*Records*.
"""

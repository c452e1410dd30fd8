//! Headless wave animation command

use anyhow::{Context, Result};
use relief_runtime::Landscape;
use relief_water::{WaterStrategy, WaterSurface};

pub struct AnimateArgs {
    pub config: Option<String>,
    pub frames: u32,
    pub dt: f64,
    pub water: Option<WaterStrategy>,
    pub report_every: u32,
}

pub fn run(args: AnimateArgs) -> Result<()> {
    if !args.dt.is_finite() || args.dt <= 0.0 {
        anyhow::bail!("--dt must be a positive number of seconds, got {}", args.dt);
    }

    let mut config = super::load_config(args.config.as_deref())?;
    config.water.animated = true;
    if let Some(strategy) = args.water {
        config.water.strategy = strategy;
    }

    let mut landscape = Landscape::initialize(config).context("Failed to generate terrain")?;
    {
        let water = landscape.water();
        let surface = water
            .surface()
            .context("Water surface was not created")?;
        println!(
            "Animating {} water: {} vertices, {} frames at {:.4}s",
            surface.strategy,
            surface.vertices.len(),
            args.frames,
            args.dt
        );
    }

    let mut peak = 0.0f32;
    for frame in 1..=args.frames {
        landscape.advance(args.dt);

        let water = landscape.water();
        let Some(surface) = water.surface() else {
            continue;
        };
        let amplitude = displacement_range(surface);
        peak = peak.max(amplitude);

        if args.report_every > 0 && frame % args.report_every == 0 {
            println!(
                "  frame {:>5}  t = {:>7.3}s  displacement {:.4}",
                frame,
                water.elapsed(),
                amplitude
            );
        }
    }

    println!(
        "Done: {:.3}s simulated, peak displacement {:.4}",
        landscape.water().elapsed(),
        peak
    );
    Ok(())
}

/// Largest absolute vertical offset from the undisplaced surface
fn displacement_range(surface: &WaterSurface) -> f32 {
    surface
        .vertices
        .iter()
        .zip(surface.base_vertices())
        .map(|(moved, base)| (moved.y - base.y).abs())
        .fold(0.0, f32::max)
}
//! Relief Core - Foundational types for the Relief terrain generator
//!
//! This crate provides the core types that all other Relief crates depend on:
//! - `Vec3`, `Transform` - Spatial types
//! - `Color`, `Gradient` - Vertex coloring
//! - Error types and Result alias

mod error;
mod gradient;
mod types;

pub use error::{ensure_finite, ReliefError, Result};
pub use gradient::{Gradient, GradientStop};
pub use types::{lerp_f32, Color, Transform, Vec3};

"""

*Activity*. Until the last line is reached, keep transcribing the data exactly.

*Result of this exercise*.
repository c452e1410dd30fd8
//! Headless wave animation command

use anyhow::{Context, Result};
use relief_runtime::Landscape;
use relief_water::{WaterStrategy, WaterSurface};

pub struct AnimateArgs {
    pub config: Option<String>,
    pub frames: u32,
    pub dt: f64,
    pub water: Option<WaterStrategy>,
    pub report_every: u32,
}

pub fn run(args: AnimateArgs) -> Result<()> {
    if !args.dt.is_finite() || args.dt <= 0.0 {
        anyhow::bail!("--dt must be a positive number of seconds, got {}", args.dt);
    }

    let mut config = super::load_config(args.config.as_deref())?;
    config.water.animated = true;
    if let Some(strategy) = args.water {
        config.water.strategy = strategy;
    }

    let mut landscape = Landscape::initialize(config).context("Failed to generate terrain")?;
    {
        let water = landscape.water();
        let surface = water
            .surface()
            .context("Water surface was not created")?;
        println!(
            "Animating {} water: {} vertices, {} frames at {:.4}s",
            surface.strategy,
            surface.vertices.len(),
            args.frames,
            args.dt
        );
    }

    let mut peak = 0.0f32;
    for frame in 1..=args.frames {
        landscape.advance(args.dt);

        let water = landscape.water();
        let Some(surface) = water.surface() else {
            continue;
        };
        let amplitude = displacement_range(surface);
        peak = peak.max(amplitude);

        if args.report_every > 0 && frame % args.report_every == 0 {
            println!(
                "  frame {:>5}  t = {:>7.3}s  displacement {:.4}",
                frame,
                water.elapsed(),
                amplitude
            );
        }
    }

    println!(
        "Done: {:.3}s simulated, peak displacement {:.4}",
        landscape.water().elapsed(),
        peak
    );
    Ok(())
}

/// Largest absolute vertical offset from the undisplaced surface
fn displacement_range(surface: &WaterSurface) -> f32 {
    surface
        .vertices
        .iter()
        .zip(surface.base_vertices())
        .map(|(moved, base)| (moved.y - base.y).abs())
        .fold(0.0, f32::max)
}
//! Relief Core - Foundational types for the Relief terrain generator
//!
//! This crate provides the core types that all other Relief crates depend on:
//! - `Vec3`, `Transform` - Spatial types
//! - `Color`, `Gradient` - Vertex coloring
//! - Error types and Result alias

mod error;
mod gradient;
mod types;

pub use error::{ensure_finite, ReliefError, Result};
pub use gradient::{Gradient, GradientStop};
pub use types::{lerp_f32, Color, Transform, Vec3};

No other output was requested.